_Your goal:_
Copy every entry below, exactly and in full.

Records for this task START

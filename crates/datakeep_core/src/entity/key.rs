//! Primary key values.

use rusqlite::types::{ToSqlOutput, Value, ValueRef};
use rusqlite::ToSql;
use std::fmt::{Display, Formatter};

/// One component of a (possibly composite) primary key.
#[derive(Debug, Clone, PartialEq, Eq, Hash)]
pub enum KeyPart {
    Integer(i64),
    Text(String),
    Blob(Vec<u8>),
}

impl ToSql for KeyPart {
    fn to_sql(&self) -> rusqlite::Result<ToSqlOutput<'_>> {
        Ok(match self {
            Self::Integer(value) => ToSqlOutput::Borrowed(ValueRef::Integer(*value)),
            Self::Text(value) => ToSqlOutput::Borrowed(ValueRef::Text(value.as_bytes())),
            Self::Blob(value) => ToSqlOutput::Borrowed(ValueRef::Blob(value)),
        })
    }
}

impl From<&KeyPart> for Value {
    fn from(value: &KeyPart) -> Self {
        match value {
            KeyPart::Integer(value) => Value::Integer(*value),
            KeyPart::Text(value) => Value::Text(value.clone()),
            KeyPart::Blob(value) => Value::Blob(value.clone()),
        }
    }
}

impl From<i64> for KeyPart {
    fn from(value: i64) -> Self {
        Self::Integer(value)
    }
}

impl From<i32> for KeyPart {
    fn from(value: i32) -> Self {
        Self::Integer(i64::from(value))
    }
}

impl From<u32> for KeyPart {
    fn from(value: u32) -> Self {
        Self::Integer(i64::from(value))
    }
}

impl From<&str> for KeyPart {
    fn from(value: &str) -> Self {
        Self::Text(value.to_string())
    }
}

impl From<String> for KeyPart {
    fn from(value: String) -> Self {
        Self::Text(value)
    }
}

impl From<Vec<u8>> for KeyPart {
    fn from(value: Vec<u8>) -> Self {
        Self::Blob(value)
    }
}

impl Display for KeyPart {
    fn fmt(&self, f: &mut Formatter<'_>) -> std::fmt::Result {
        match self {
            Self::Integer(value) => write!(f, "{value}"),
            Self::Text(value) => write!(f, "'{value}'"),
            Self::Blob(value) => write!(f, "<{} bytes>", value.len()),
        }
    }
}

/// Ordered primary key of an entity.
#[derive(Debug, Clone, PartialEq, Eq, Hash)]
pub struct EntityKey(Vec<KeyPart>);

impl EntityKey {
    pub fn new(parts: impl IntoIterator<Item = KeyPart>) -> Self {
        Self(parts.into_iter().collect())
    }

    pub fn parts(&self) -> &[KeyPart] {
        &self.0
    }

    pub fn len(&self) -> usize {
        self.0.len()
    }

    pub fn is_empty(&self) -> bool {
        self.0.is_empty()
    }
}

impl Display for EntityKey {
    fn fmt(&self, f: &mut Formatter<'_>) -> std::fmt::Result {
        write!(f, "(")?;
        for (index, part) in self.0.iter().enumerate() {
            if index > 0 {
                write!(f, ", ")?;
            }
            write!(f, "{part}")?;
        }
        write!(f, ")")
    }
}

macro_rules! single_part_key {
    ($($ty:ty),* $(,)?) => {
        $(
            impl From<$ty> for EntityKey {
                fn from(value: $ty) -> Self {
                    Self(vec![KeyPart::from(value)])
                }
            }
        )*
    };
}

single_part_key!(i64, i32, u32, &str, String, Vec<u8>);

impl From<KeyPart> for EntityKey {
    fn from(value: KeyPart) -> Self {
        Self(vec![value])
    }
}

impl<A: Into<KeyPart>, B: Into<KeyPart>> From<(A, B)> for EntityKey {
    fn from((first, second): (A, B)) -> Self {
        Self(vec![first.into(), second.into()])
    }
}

Records for this task END

_Written solution:_
filename crates/datakeep_core/src/entity/key.rs
//! Primary key values.

use rusqlite::types::{ToSqlOutput, Value, ValueRef};
use rusqlite::ToSql;
use std::fmt::{Display, Formatter};

/// One component of a (possibly composite) primary key.
#[derive(Debug, Clone, PartialEq, Eq, Hash)]
pub enum KeyPart {
    Integer(i64),
    Text(String),
    Blob(Vec<u8>),
}

impl ToSql for KeyPart {
    fn to_sql(&self) -> rusqlite::Result<ToSqlOutput<'_>> {
        Ok(match self {
            Self::Integer(value) => ToSqlOutput::Borrowed(ValueRef::Integer(*value)),
            Self::Text(value) => ToSqlOutput::Borrowed(ValueRef::Text(value.as_bytes())),
            Self::Blob(value) => ToSqlOutput::Borrowed(ValueRef::Blob(value)),
        })
    }
}

impl From<&KeyPart> for Value {
    fn from(value: &KeyPart) -> Self {
        match value {
            KeyPart::Integer(value) => Value::Integer(*value),
            KeyPart::Text(value) => Value::Text(value.clone()),
            KeyPart::Blob(value) => Value::Blob(value.clone()),
        }
    }
}

impl From<i64> for KeyPart {
    fn from(value: i64) -> Self {
        Self::Integer(value)
    }
}

impl From<i32> for KeyPart {
    fn from(value: i32) -> Self {
        Self::Integer(i64::from(value))
    }
}

impl From<u32> for KeyPart {
    fn from(value: u32) -> Self {
        Self::Integer(i64::from(value))
    }
}

impl From<&str> for KeyPart {
    fn from(value: &str) -> Self {
        Self::Text(value.to_string())
    }
}

impl From<String> for KeyPart {
    fn from(value: String) -> Self {
        Self::Text(value)
    }
}

impl From<Vec<u8>> for KeyPart {
    fn from(value: Vec<u8>) -> Self {
        Self::Blob(value)
    }
}

impl Display for KeyPart {
    fn fmt(&self, f: &mut Formatter<'_>) -> std::fmt::Result {
        match self {
            Self::Integer(value) => write!(f, "{value}"),
            Self::Text(value) => write!(f, "'{value}'"),
            Self::Blob(value) => write!(f, "<{} bytes>", value.len()),
        }
    }
}

/// Ordered primary key of an entity.
#[derive(Debug, Clone, PartialEq, Eq, Hash)]
pub struct EntityKey(Vec<KeyPart>);

impl EntityKey {
    pub fn new(parts: impl IntoIterator<Item = KeyPart>) -> Self {
        Self(parts.into_iter().collect())
    }

    pub fn parts(&self) -> &[KeyPart] {
        &self.0
    }

    pub fn len(&self) -> usize {
        self.0.len()
    }

    pub fn is_empty(&self) -> bool {
        self.0.is_empty()
    }
}

impl Display for EntityKey {
    fn fmt(&self, f: &mut Formatter<'_>) -> std::fmt::Result {
        write!(f, "(")?;
        for (index, part) in self.0.iter().enumerate() {
            if index > 0 {
                write!(f, ", ")?;
            }
            write!(f, "{part}")?;
        }
        write!(f, ")")
    }
}

macro_rules! single_part_key {
    ($($ty:ty),* $(,)?) => {
        $(
            impl From<$ty> for EntityKey {
                fn from(value: $ty) -> Self {
                    Self(vec![KeyPart::from(value)])
                }
            }
        )*
    };
}

single_part_key!(i64, i32, u32, &str, String, Vec<u8>);

impl From<KeyPart> for EntityKey {
    fn from(value: KeyPart) -> Self {
        Self(vec![value])
    }
}

impl<A: Into<KeyPart>, B: Into<KeyPart>> From<(A, B)> for EntityKey {
    fn from((first, second): (A, B)) -> Self {
        Self(vec![first.into(), second.into()])
    }
}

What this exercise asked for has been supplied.